Objective: To evaluate treatment response, durability and tolerance of a four-drug regimen including saquinavir and ritonavir in combination with either zidovudine/lamivudine or stavudine/lamivudine. Design: Observational cohort of HIV-positive individuals. Methods: Viral load, CD4+ and CD8+ T lymphocyte counts were assessed at intervals of 1-3 months in subjects commencing therapy between July 1996 and November 1996. Adverse events were evaluated as well as risk factors for therapeutic failures. Results: A group of 56 male patients were included and followed for 48 weeks. Of these, 66% had already taken a protease inhibitor. Viral load dropped by a median 1.98 log(10) HIV RNA copies/ml from baseline (interquartile range: 1.49-2.46) and became undetectable (< 400 copies/ml) in 68% of patients. Response varied: 9% were non-responders (HIV RNA reduction < 0.5 log(10) copies/ml) and 23% were incomplete responders (nadir of HIV RNA > 400 copies/ml).
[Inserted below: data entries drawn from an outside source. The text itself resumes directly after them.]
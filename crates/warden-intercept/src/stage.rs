//! One stage of the interception pipeline.

use crate::{Invocation, MetadataResolver};
use std::sync::Arc;
use warden_auth::{AuthzDenied, CallerIdentity, PolicyHandler, SecurityMetadata};

/// A resolver/handler pair guarding one metadata kind.
///
/// The stage probes before it acts: [`supports`](Self::supports) is
/// defined as "metadata of the handler's kind resolves to a present
/// instance", and a stage that does not support an invocation is a
/// no-op pass-through. This lets a pipeline of many stages skip
/// irrelevant ones cheaply, and lets a stage be unit-tested purely by
/// asserting or denying `supports`.
pub struct InterceptionStage {
    handler: Box<dyn PolicyHandler>,
    resolver: Arc<dyn MetadataResolver>,
}

impl InterceptionStage {
    /// Pairs a handler with the resolver that locates its metadata.
    #[must_use]
    pub fn new(handler: Box<dyn PolicyHandler>, resolver: Arc<dyn MetadataResolver>) -> Self {
        Self { handler, resolver }
    }

    /// The handler backing this stage.
    #[must_use]
    pub fn handler(&self) -> &dyn PolicyHandler {
        self.handler.as_ref()
    }

    /// Resolves this stage's metadata for the given invocation.
    #[must_use]
    pub fn metadata(&self, invocation: &dyn Invocation) -> Option<SecurityMetadata> {
        self.resolver
            .resolve(invocation, self.handler.metadata_kind())
    }

    /// Returns `true` if this call site carries metadata of this
    /// stage's kind.
    #[must_use]
    pub fn supports(&self, invocation: &dyn Invocation) -> bool {
        self.metadata(invocation).is_some()
    }

    /// Returns `true` if this stage's resolver can look up its
    /// handler's metadata kind at all.
    #[must_use]
    pub fn resolver_supports_kind(&self) -> bool {
        self.resolver.supports_kind(self.handler.metadata_kind())
    }

    /// Asserts this stage's policy for the invocation.
    ///
    /// Unsupported invocations pass through without consulting the
    /// caller at all.
    ///
    /// # Errors
    ///
    /// Returns [`AuthzDenied`] when metadata is present and the caller
    /// does not satisfy it.
    pub fn check(
        &self,
        caller: &dyn CallerIdentity,
        invocation: &dyn Invocation,
    ) -> Result<(), AuthzDenied> {
        let Some(metadata) = self.metadata(invocation) else {
            return Ok(());
        };

        match self.handler.assert_authorized(caller, &metadata) {
            Ok(()) => {
                tracing::debug!(
                    method = %invocation.method(),
                    kind = %self.handler.metadata_kind(),
                    "authorization satisfied"
                );
                Ok(())
            }
            Err(denied) => {
                tracing::warn!(
                    method = %invocation.method(),
                    kind = %self.handler.metadata_kind(),
                    denial = %denied,
                    "authorization denied"
                );
                Err(denied)
            }
        }
    }
}

impl std::fmt::Debug for InterceptionStage {
    fn fmt(&self, f: &mut std::fmt::Formatter<'_>) -> std::fmt::Result {
        f.debug_struct("InterceptionStage")
            .field("kind", &self.handler.metadata_kind())
            .finish_non_exhaustive()
    }
}
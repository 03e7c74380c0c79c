//! Policy handlers — one small capability per metadata kind.
//!
//! Each handler declares the [`MetadataKind`] it understands and
//! exposes a single assertion. Handlers are independent types composed
//! into interception stages by the pipeline; there is no handler
//! inheritance hierarchy.
//!
//! ```text
//! PolicyHandler trait
//!     ├── PermissionHandler     (requires-permissions, AND/OR)
//!     ├── RoleHandler           (requires-roles, AND/OR)
//!     ├── AuthenticatedHandler  (requires-authentication)
//!     └── GuestHandler          (requires-guest)
//! ```

use crate::{
    AuthzDenied, CallerIdentity, Logical, MetadataKind, SecurityMetadata,
};

/// Interprets one kind of security metadata against a caller.
///
/// `assert_authorized` returns normally when the policy is satisfied
/// and raises [`AuthzDenied`] otherwise. The denial is its only side
/// effect: handlers mutate no shared state.
///
/// Handed metadata of a kind it does not understand, a handler returns
/// `Ok(())` — metadata dispatch is the resolver's job, and a foreign
/// instance means there is nothing for this handler to enforce.
///
/// # Thread Safety
///
/// Handlers are registered once at startup and shared across
/// concurrent invocations, so they must be `Send + Sync`.
pub trait PolicyHandler: Send + Sync {
    /// The metadata kind this handler enforces.
    fn metadata_kind(&self) -> MetadataKind;

    /// Asserts that `metadata`'s policy holds for `caller`.
    ///
    /// # Errors
    ///
    /// Returns [`AuthzDenied`] identifying the unsatisfied requirement.
    fn assert_authorized(
        &self,
        caller: &dyn CallerIdentity,
        metadata: &SecurityMetadata,
    ) -> Result<(), AuthzDenied>;
}

/// Enforces `requires-permissions` metadata.
///
/// # Combination Semantics
///
/// - **Single expression**: checked directly, no batch machinery.
/// - **AND**: batch check; fails on the first unsatisfied permission.
/// - **OR**: every expression is probed without raising, in declared
///   order, so a later grant is not short-circuited by an earlier
///   failure. If none passed, the denial is reported via the *first*
///   expression — a compatibility-bound reporting rule; the full set
///   travels in the denial's diagnostic payload.
///
/// # Example
///
/// ```
/// use warden_auth::{
///     CallerIdentity, PermissionHandler, PolicyHandler, RequiredPermissions,
///     SecurityMetadata,
/// };
///
/// struct Reader;
///
/// impl CallerIdentity for Reader {
///     fn is_permitted(&self, permission: &str) -> bool { permission == "doc:read" }
///     fn has_role(&self, _role: &str) -> bool { false }
///     fn is_authenticated(&self) -> bool { true }
///     fn has_principal(&self) -> bool { true }
/// }
///
/// let md = SecurityMetadata::Permissions(RequiredPermissions::any_of([
///     "doc:edit",
///     "doc:read",
/// ]));
/// assert!(PermissionHandler.assert_authorized(&Reader, &md).is_ok());
/// ```
#[derive(Debug, Clone, Copy, Default)]
pub struct PermissionHandler;

impl PolicyHandler for PermissionHandler {
    fn metadata_kind(&self) -> MetadataKind {
        MetadataKind::RequiresPermissions
    }

    fn assert_authorized(
        &self,
        caller: &dyn CallerIdentity,
        metadata: &SecurityMetadata,
    ) -> Result<(), AuthzDenied> {
        let SecurityMetadata::Permissions(required) = metadata else {
            return Ok(());
        };
        let perms = required.expressions();

        // Defensive: an empty requirement should be unreachable, and
        // is denied rather than waved through in both modes.
        if perms.is_empty() {
            tracing::warn!("requires-permissions metadata with no expressions, denying");
            return Err(AuthzDenied::EmptyPolicy { what: "permission" });
        }

        if let [single] = perms {
            return caller.check_permission(single);
        }

        match required.logical() {
            Logical::And => caller.check_permissions(perms),
            Logical::Or => {
                // Probe every expression without raising so a later
                // grant is not lost to an earlier failure.
                let mut satisfied = false;
                for permission in perms {
                    if caller.is_permitted(permission) {
                        satisfied = true;
                    }
                }
                if satisfied {
                    return Ok(());
                }
                // None passed: report via the first expression. The
                // message is imprecise by design; the full set rides
                // along for diagnostics.
                caller
                    .check_permission(&perms[0])
                    .map_err(|denied| denied.with_required(perms.to_vec()))
            }
        }
    }
}

/// Enforces `requires-roles` metadata.
///
/// Combination semantics mirror [`PermissionHandler`], over roles.
#[derive(Debug, Clone, Copy, Default)]
pub struct RoleHandler;

impl PolicyHandler for RoleHandler {
    fn metadata_kind(&self) -> MetadataKind {
        MetadataKind::RequiresRoles
    }

    fn assert_authorized(
        &self,
        caller: &dyn CallerIdentity,
        metadata: &SecurityMetadata,
    ) -> Result<(), AuthzDenied> {
        let SecurityMetadata::Roles(required) = metadata else {
            return Ok(());
        };
        let roles = required.roles();

        if roles.is_empty() {
            tracing::warn!("requires-roles metadata with no roles, denying");
            return Err(AuthzDenied::EmptyPolicy { what: "role" });
        }

        if let [single] = roles {
            return caller.check_role(single);
        }

        match required.logical() {
            Logical::And => caller.check_roles(roles),
            Logical::Or => {
                let mut satisfied = false;
                for role in roles {
                    if caller.has_role(role) {
                        satisfied = true;
                    }
                }
                if satisfied {
                    return Ok(());
                }
                caller
                    .check_role(&roles[0])
                    .map_err(|denied| denied.with_required(roles.to_vec()))
            }
        }
    }
}

/// Enforces `requires-authentication` metadata: the caller must have
/// proved its identity during this interaction. A merely remembered
/// identity does not qualify.
#[derive(Debug, Clone, Copy, Default)]
pub struct AuthenticatedHandler;

impl PolicyHandler for AuthenticatedHandler {
    fn metadata_kind(&self) -> MetadataKind {
        MetadataKind::RequiresAuthentication
    }

    fn assert_authorized(
        &self,
        caller: &dyn CallerIdentity,
        metadata: &SecurityMetadata,
    ) -> Result<(), AuthzDenied> {
        if !matches!(metadata, SecurityMetadata::Authenticated) {
            return Ok(());
        }
        if caller.is_authenticated() {
            Ok(())
        } else {
            Err(AuthzDenied::NotAuthenticated)
        }
    }
}

/// Enforces `requires-guest` metadata: the call site is reserved for
/// callers with no known identity (e.g. sign-up endpoints). Both
/// authenticated and remembered callers are turned away.
#[derive(Debug, Clone, Copy, Default)]
pub struct GuestHandler;

impl PolicyHandler for GuestHandler {
    fn metadata_kind(&self) -> MetadataKind {
        MetadataKind::RequiresGuest
    }

    fn assert_authorized(
        &self,
        caller: &dyn CallerIdentity,
        metadata: &SecurityMetadata,
    ) -> Result<(), AuthzDenied> {
        if !matches!(metadata, SecurityMetadata::Guest) {
            return Ok(());
        }
        if caller.has_principal() {
            Err(AuthzDenied::NotGuest)
        } else {
            Ok(())
        }
    }
}

#[cfg(test)]
mod tests {
    use super::*;
    use crate::testing::MockIdentity;
    use crate::{RequiredPermissions, RequiredRoles};

    fn perms_md(req: RequiredPermissions) -> SecurityMetadata {
        SecurityMetadata::Permissions(req)
    }

    // ── Single permission ────────────────────────────────────

    #[test]
    fn single_permission_granted() {
        let handler = PermissionHandler;
        let caller = MockIdentity::granted(["doc:read"]);
        let md = perms_md(RequiredPermissions::all_of(["doc:read"]));

        assert!(handler.assert_authorized(&caller, &md).is_ok());
    }

    #[test]
    fn single_permission_denied_cites_it() {
        let handler = PermissionHandler;
        let caller = MockIdentity::guest();
        let md = perms_md(RequiredPermissions::all_of(["doc:read"]));

        let denied = handler
            .assert_authorized(&caller, &md)
            .expect_err("should deny");
        assert_eq!(denied.denied_expression(), Some("doc:read"));
    }

    #[test]
    fn single_permission_same_in_or_mode() {
        // One element short-circuits before the mode is consulted
        let handler = PermissionHandler;
        let caller = MockIdentity::granted(["doc:read"]);
        let md = perms_md(RequiredPermissions::any_of(["doc:read"]));

        assert!(handler.assert_authorized(&caller, &md).is_ok());
    }

    // ── AND mode ─────────────────────────────────────────────

    #[test]
    fn and_all_held_passes() {
        let handler = PermissionHandler;
        let caller = MockIdentity::granted(["a", "b", "c"]);
        let md = perms_md(RequiredPermissions::all_of(["a", "b", "c"]));

        assert!(handler.assert_authorized(&caller, &md).is_ok());
    }

    #[test]
    fn and_missing_one_denies_citing_it() {
        let handler = PermissionHandler;
        let caller = MockIdentity::granted(["a", "c"]);
        let md = perms_md(RequiredPermissions::all_of(["a", "b", "c"]));

        let denied = handler
            .assert_authorized(&caller, &md)
            .expect_err("should deny");
        assert_eq!(denied.denied_expression(), Some("b"));
        assert_eq!(denied.required_set(), ["a", "b", "c"]);
    }

    // ── OR mode ──────────────────────────────────────────────

    #[test]
    fn or_second_grant_passes_and_probes_all_in_order() {
        let handler = PermissionHandler;
        let caller = MockIdentity::granted(["doc:read"]);
        let md = perms_md(RequiredPermissions::any_of(["doc:edit", "doc:read"]));

        assert!(handler.assert_authorized(&caller, &md).is_ok());
        // Both probed, in declared order, before concluding success
        assert_eq!(caller.probe_log(), vec!["perm:doc:edit", "perm:doc:read"]);
    }

    #[test]
    fn or_none_granted_reports_first_expression() {
        let handler = PermissionHandler;
        let caller = MockIdentity::granted(["unrelated"]);
        let md = perms_md(RequiredPermissions::any_of(["p1", "p2", "p3"]));

        let denied = handler
            .assert_authorized(&caller, &md)
            .expect_err("should deny");
        // Reported via the first expression regardless of which failed
        assert_eq!(denied.denied_expression(), Some("p1"));
        // Full set travels for diagnostics
        assert_eq!(denied.required_set(), ["p1", "p2", "p3"]);
    }

    #[test]
    fn or_probing_does_not_stop_at_first_grant() {
        let handler = PermissionHandler;
        let caller = MockIdentity::granted(["p1"]);
        let md = perms_md(RequiredPermissions::any_of(["p1", "p2"]));

        assert!(handler.assert_authorized(&caller, &md).is_ok());
        assert_eq!(caller.probe_log(), vec!["perm:p1", "perm:p2"]);
    }

    // ── Edge cases ───────────────────────────────────────────

    #[test]
    fn empty_expressions_denied_in_and_mode() {
        let handler = PermissionHandler;
        let caller = MockIdentity::granted(["anything"]);
        let md = perms_md(RequiredPermissions::all_of([] as [&str; 0]));

        let denied = handler
            .assert_authorized(&caller, &md)
            .expect_err("should deny");
        assert_eq!(denied, AuthzDenied::EmptyPolicy { what: "permission" });
    }

    #[test]
    fn empty_expressions_denied_in_or_mode() {
        let handler = PermissionHandler;
        let caller = MockIdentity::granted(["anything"]);
        let md = perms_md(RequiredPermissions::any_of([] as [&str; 0]));

        assert!(handler.assert_authorized(&caller, &md).is_err());
    }

    #[test]
    fn foreign_metadata_is_not_enforced() {
        let handler = PermissionHandler;
        let caller = MockIdentity::guest();

        // A guest requirement handed to the permission handler: no-op
        assert!(handler
            .assert_authorized(&caller, &SecurityMetadata::Guest)
            .is_ok());
        assert!(caller.probe_log().is_empty());
    }

    // ── Roles ────────────────────────────────────────────────

    #[test]
    fn role_single_and_or_parity() {
        let handler = RoleHandler;
        let caller = MockIdentity::granted(["x"]).with_roles(["editor"]);

        let single = SecurityMetadata::Roles(RequiredRoles::all_of(["editor"]));
        assert!(handler.assert_authorized(&caller, &single).is_ok());

        let both = SecurityMetadata::Roles(RequiredRoles::all_of(["editor", "admin"]));
        let denied = handler
            .assert_authorized(&caller, &both)
            .expect_err("should deny");
        assert_eq!(denied.denied_expression(), Some("admin"));

        let either = SecurityMetadata::Roles(RequiredRoles::any_of(["admin", "editor"]));
        assert!(handler.assert_authorized(&caller, &either).is_ok());
    }

    #[test]
    fn role_or_none_reports_first() {
        let handler = RoleHandler;
        let caller = MockIdentity::granted(["x"]);
        let md = SecurityMetadata::Roles(RequiredRoles::any_of(["admin", "auditor"]));

        let denied = handler
            .assert_authorized(&caller, &md)
            .expect_err("should deny");
        assert_eq!(denied.denied_expression(), Some("admin"));
        assert_eq!(denied.required_set(), ["admin", "auditor"]);
    }

    // ── Authenticated / Guest ────────────────────────────────

    #[test]
    fn authenticated_handler_quadrants() {
        let handler = AuthenticatedHandler;
        let md = SecurityMetadata::Authenticated;

        let fresh = MockIdentity::granted(["p"]);
        assert!(handler.assert_authorized(&fresh, &md).is_ok());

        let remembered = MockIdentity::granted(["p"]).remembered();
        assert_eq!(
            handler.assert_authorized(&remembered, &md),
            Err(AuthzDenied::NotAuthenticated)
        );

        let guest = MockIdentity::guest();
        assert_eq!(
            handler.assert_authorized(&guest, &md),
            Err(AuthzDenied::NotAuthenticated)
        );
    }

    #[test]
    fn guest_handler_quadrants() {
        let handler = GuestHandler;
        let md = SecurityMetadata::Guest;

        let guest = MockIdentity::guest();
        assert!(handler.assert_authorized(&guest, &md).is_ok());

        let fresh = MockIdentity::granted(["p"]);
        assert_eq!(
            handler.assert_authorized(&fresh, &md),
            Err(AuthzDenied::NotGuest)
        );

        // Remembered identity still counts as known
        let remembered = MockIdentity::granted(["p"]).remembered();
        assert_eq!(
            handler.assert_authorized(&remembered, &md),
            Err(AuthzDenied::NotGuest)
        );
    }

    #[test]
    fn handlers_declare_their_kinds() {
        assert_eq!(
            PermissionHandler.metadata_kind(),
            MetadataKind::RequiresPermissions
        );
        assert_eq!(RoleHandler.metadata_kind(), MetadataKind::RequiresRoles);
        assert_eq!(
            AuthenticatedHandler.metadata_kind(),
            MetadataKind::RequiresAuthentication
        );
        assert_eq!(GuestHandler.metadata_kind(), MetadataKind::RequiresGuest);
    }
}
//! Identifier types for warden.
//!
//! All identifiers are UUID-based so they are safe to transmit across
//! processes and to log without leaking ordering information.

use serde::{Deserialize, Serialize};
use uuid::Uuid;

/// Identifier for a [`Principal`](crate::Principal) of the `User` kind.
///
/// # Why No Default?
///
/// `Default` is intentionally NOT implemented. A random identity is
/// never a sensible fallback for an actor: silently minting one would
/// turn a missing-identity bug into a phantom user. Construct
/// explicitly with [`PrincipalId::new`] or [`PrincipalId::from_uuid`].
///
/// # Example
///
/// ```
/// use warden_types::PrincipalId;
///
/// let id = PrincipalId::new();
/// assert!(format!("{id}").starts_with("principal:"));
/// ```
#[derive(Debug, Clone, Copy, PartialEq, Eq, Hash, Serialize, Deserialize)]
pub struct PrincipalId(pub Uuid);

impl PrincipalId {
    /// Creates a new random principal identifier (UUID v4).
    #[must_use]
    pub fn new() -> Self {
        Self(Uuid::new_v4())
    }

    /// Wraps an existing UUID, e.g. one loaded from an identity store.
    #[must_use]
    pub fn from_uuid(uuid: Uuid) -> Self {
        Self(uuid)
    }

    /// Returns the underlying UUID.
    #[must_use]
    pub fn uuid(&self) -> Uuid {
        self.0
    }
}

impl std::fmt::Display for PrincipalId {
    fn fmt(&self, f: &mut std::fmt::Formatter<'_>) -> std::fmt::Result {
        write!(f, "principal:{}", self.0)
    }
}

/// Identifier for a session handle.
///
/// The session store itself is an external collaborator; warden only
/// carries the identifier so contexts and audit logs can reference it.
///
/// # Example
///
/// ```
/// use warden_types::SessionId;
///
/// let id = SessionId::new();
/// assert!(format!("{id}").starts_with("session:"));
/// ```
#[derive(Debug, Clone, Copy, PartialEq, Eq, Hash, Serialize, Deserialize)]
pub struct SessionId(pub Uuid);

impl SessionId {
    /// Creates a new random session identifier (UUID v4).
    #[must_use]
    pub fn new() -> Self {
        Self(Uuid::new_v4())
    }

    /// Wraps an existing UUID, e.g. one issued by the session store.
    #[must_use]
    pub fn from_uuid(uuid: Uuid) -> Self {
        Self(uuid)
    }

    /// Returns the underlying UUID.
    #[must_use]
    pub fn uuid(&self) -> Uuid {
        self.0
    }
}

impl std::fmt::Display for SessionId {
    fn fmt(&self, f: &mut std::fmt::Formatter<'_>) -> std::fmt::Result {
        write!(f, "session:{}", self.0)
    }
}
After 48 weeks, viral load remained undetectable in 49%. Median CD4+ T lymphocyte count increased from 191 x 10(6) to 418 x 10(6) cells/l (range, 241-537 x 10(6) cells/l). Although protease inhibitor and nucleoside pretreatment selected for drug-resistant viral mutants, only the protease inhibitor experience was identified as a risk factor for therapeutic failure. Adverse events occurred in 73% of patients and led to a change of therapy in 9%. Conclusion: Despite advanced HIV disease and pretreatment with multiple antiretroviral drugs, a strong initial treatment response to this drug regimen was observed. However, virological failure occurred in 51% of patients ater 48 weeks and frequent adverse events complicated therapy. (C) 1998 Lippincott Williams & Wilkins.